Your goal:
Beginning with the very first line, please reproduce the entries exactly through the line containing "use crate::CommandContext;".
------------------------
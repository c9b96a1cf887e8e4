use anyhow::Result;
use chrono::Utc;
use pmem_attempts::{
    format_for_prompt, get_failed_attempts, get_successful_approaches, has_been_tried,
    suggest_alternatives,
};
use pmem_core::{Attempt, AttemptResult, IssueHash, OutputFormat};
use pmem_parser::{append_attempt, parse_attempts};

use crate::CommandContext;

fn load_attempts(ctx: &CommandContext) -> Vec<Attempt> {
    let raw = ctx.source().read();
    parse_attempts(raw.attempts.as_deref().unwrap_or_default())
}

pub(crate) fn handle_check(ctx: &CommandContext, issue: &str, approach: &str) -> Result<()> {
    let attempts = load_attempts(ctx);
    let check = has_been_tried(issue, approach, &attempts, &ctx.config.matcher);

    match ctx.format {
        OutputFormat::Json => println!("{}", serde_json::to_string_pretty(&check)?),
        OutputFormat::Text => {
            if check.already_tried {
                println!("Already tried.");
            } else {
                println!("Not tried yet.");
            }
            if !check.recommendation.is_empty() {
                println!("{}", check.recommendation);
            }
        }
    }
    Ok(())
}

pub(crate) fn handle_failed(ctx: &CommandContext, issue: &str) -> Result<()> {
    let attempts = load_attempts(ctx);
    match ctx.format {
        OutputFormat::Json => {
            let failed = get_failed_attempts(issue, &attempts);
            println!("{}", serde_json::to_string_pretty(&failed)?);
        }
        OutputFormat::Text => {
            let block = format_for_prompt(issue, &attempts);
            if block.is_empty() {
                println!("No failed attempts recorded for this issue.");
            } else {
                print!("{block}");
            }
        }
    }
    Ok(())
}

pub(crate) fn handle_suggest(ctx: &CommandContext, issue: &str) -> Result<()> {
    let attempts = load_attempts(ctx);
    let suggestions = suggest_alternatives(issue, &attempts);
    match ctx.format {
        OutputFormat::Json => println!("{}", serde_json::to_string_pretty(&suggestions)?),
        OutputFormat::Text => {
            if suggestions.is_empty() {
                println!("No suggestions.");
            }
            for suggestion in &suggestions {
                println!("- {suggestion}");
            }
        }
    }
    Ok(())
}

pub(crate) fn handle_successes(ctx: &CommandContext, category: &str) -> Result<()> {
    let attempts = load_attempts(ctx);
    let successes = get_successful_approaches(category, &attempts);
    match ctx.format {
        OutputFormat::Json => println!("{}", serde_json::to_string_pretty(&successes)?),
        OutputFormat::Text => {
            println!("Successful approaches ({} matches):", successes.len());
            for attempt in &successes {
                println!("- {}: {}", attempt.issue, attempt.approach);
            }
        }
    }
    Ok(())
}

pub(crate) struct RecordArgs {
    pub issue: String,
    pub approach: String,
    pub result: AttemptResult,
    pub code: Option<String>,
    pub error: Option<String>,
    pub lessons: Option<String>,
}

pub(crate) fn handle_record(ctx: &CommandContext, args: RecordArgs) -> Result<()> {
    let source = ctx.source();
    let existing = source.read().attempts.unwrap_or_default();

    let mut attempt =
        Attempt::new(args.issue, 1, args.approach, args.result).with_timestamp(Utc::now());
    if let Some(code) = args.code {
        attempt = attempt.with_code(code);
    }
    if let Some(error) = args.error {
        attempt = attempt.with_error(error);
    }
    if let Some(lessons) = args.lessons {
        attempt = attempt.with_lessons(lessons);
    }

    let updated = append_attempt(&existing, &attempt)?;
    source.write_attempts(&updated)?;

    match ctx.format {
        OutputFormat::Json => {
            let value = serde_json::json!({
                "issueHash": attempt.issue_hash,
                "path": source.attempts_path(),
                "shouldNotRetry": attempt.should_not_retry,
            });
            println!("{}", serde_json::to_string_pretty(&value)?);
        }
        OutputFormat::Text => println!(
            "Recorded {} attempt for issue {} in {}",
            attempt.result,
            attempt.issue_hash,
            source.attempts_path().display()
        ),
    }
    Ok(())
}

pub(crate) fn handle_hash(ctx: &CommandContext, issue: &str) -> Result<()> {
    let hash = IssueHash::of(issue);
    match ctx.format {
        OutputFormat::Json => {
            let value = serde_json::json!({ "issue": issue, "hash": hash });
            println!("{}", serde_json::to_string_pretty(&value)?);
        }
        OutputFormat::Text => println!("{hash}"),
    }
    Ok(())
}
use pmem_core::{DevlogEntry, FileChange, SessionStatus, TaskSize};
use regex::Regex;
use std::sync::LazyLock;
use tracing::debug;

use crate::dates::split_dated_heading;
use crate::fields::{Fields, strip_code_span};
use crate::sections::{lines_of, split_sections};

/// `` `path` - what changed ``
static FILE_CHANGE_RE: LazyLock<Regex> =
    LazyLock::new(|| Regex::new(r"^`([^`]+)`\s*[-–:]\s*(.*)$").expect("valid regex"));

/// Parse a Devlog: one `## [<date>] - <title>` section per session.
pub fn parse_devlog(text: &str) -> Vec<DevlogEntry> {
    let lines = lines_of(text);
    let mut entries = Vec::new();

    for section in split_sections(&lines, 2) {
        let Some((_, date, title)) = split_dated_heading(section.heading) else {
            debug!(section = %section.heading, "Dropping devlog section without date-title heading");
            continue;
        };
        let fields = Fields::parse(section.body);

        entries.push(DevlogEntry {
            date,
            title: title.to_string(),
            session_id: fields
                .value(&["session id", "session"])
                .map(|v| strip_code_span(&v)),
            task_size: fields
                .value(&["task size", "size"])
                .and_then(|v| TaskSize::from_label(&v))
                .unwrap_or(TaskSize::Medium),
            status: fields
                .value(&["status"])
                .and_then(|v| SessionStatus::from_label(&v))
                .unwrap_or(SessionStatus::Completed),
            what_was_done: fields.list(&["what was done", "done", "completed"]),
            files_changed: fields
                .list(&["files changed", "files"])
                .iter()
                .filter_map(|item| parse_file_change(item))
                .collect(),
            decisions_made: fields.list(&["decisions made", "decisions"]),
            next_steps: fields.list(&["next steps", "next"]),
        });
    }

    debug!(count = entries.len(), "Parsed devlog entries");
    entries
}

/// A bare backticked path with no description is kept with an empty change.
fn parse_file_change(item: &str) -> Option<FileChange> {
    let item = item.trim();
    if let Some(caps) = FILE_CHANGE_RE.captures(item) {
        return Some(FileChange {
            path: caps.get(1)?.as_str().trim().to_string(),
            change: caps.get(2).map_or("", |m| m.as_str()).trim().to_string(),
        });
    }
    if item.starts_with('`') && item.ends_with('`') && item.len() > 2 {
        return Some(FileChange {
            path: strip_code_span(item),
            change: String::new(),
        });
    }
    debug!(item, "Skipping file change without backticked path");
    None
}

#[cfg(test)]
mod tests {
    use super::*;
    use chrono::{TimeZone, Utc};

    const LOG: &str = "\
# Devlog

## [2024-01-15 14:00] - Auth flow

**Session:** `sess-42`
**Task Size:** large
**Status:** in-progress

**What Was Done:**
- Added credentials provider
- Wired session callback

**Files Changed:**
- `src/auth.ts` - new NextAuth config
- `prisma/schema.prisma` - added Account model
- not a path entry

**Decisions Made:**
- Use JWT sessions

**Next Steps:**
- Add OAuth providers

## [2024-01-16] - Billing page

**What Was Done:** scaffolded page
";

    #[test]
    fn parses_full_entry() {
        let entries = parse_devlog(LOG);
        assert_eq!(entries.len(), 2);

        let e = &entries[0];
        assert_eq!(e.title, "Auth flow");
        assert_eq!(e.date, Utc.with_ymd_and_hms(2024, 1, 15, 14, 0, 0).unwrap());
        assert_eq!(e.session_id.as_deref(), Some("sess-42"));
        assert_eq!(e.task_size, TaskSize::Large);
        assert_eq!(e.status, SessionStatus::InProgress);
        assert_eq!(e.what_was_done, vec!["Added credentials provider", "Wired session callback"]);
        assert_eq!(
            e.files_changed,
            vec![
                FileChange {
                    path: "src/auth.ts".into(),
                    change: "new NextAuth config".into()
                },
                FileChange {
                    path: "prisma/schema.prisma".into(),
                    change: "added Account model".into()
                },
            ]
        );
        assert_eq!(e.decisions_made, vec!["Use JWT sessions"]);
        assert_eq!(e.next_steps, vec!["Add OAuth providers"]);
    }

    #[test]
    fn sparse_entry_gets_defaults() {
        let entries = parse_devlog(LOG);
        let e = &entries[1];
        assert_eq!(e.task_size, TaskSize::Medium);
        assert_eq!(e.status, SessionStatus::Completed);
        assert!(e.session_id.is_none());
        assert_eq!(e.what_was_done, vec!["scaffolded page"]);
        assert!(e.files_changed.is_empty());
    }

    #[test]
    fn bare_path_keeps_empty_change() {
        assert_eq!(
            parse_file_change("`README.md`"),
            Some(FileChange {
                path: "README.md".into(),
                change: String::new()
            })
        );
        assert_eq!(parse_file_change("README.md - docs"), None);
    }

    #[test]
    fn undated_sections_are_dropped() {
        assert!(parse_devlog("## Session notes\n**Status:** completed\n").is_empty());
    }
}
------------------------
Reply:
repository c9b96a1cf887e8e4
use anyhow::Result;
use chrono::Utc;
use pmem_attempts::{
    format_for_prompt, get_failed_attempts, get_successful_approaches, has_been_tried,
    suggest_alternatives,
};
use pmem_core::{Attempt, AttemptResult, IssueHash, OutputFormat};
use pmem_parser::{append_attempt, parse_attempts};

use crate::CommandContext;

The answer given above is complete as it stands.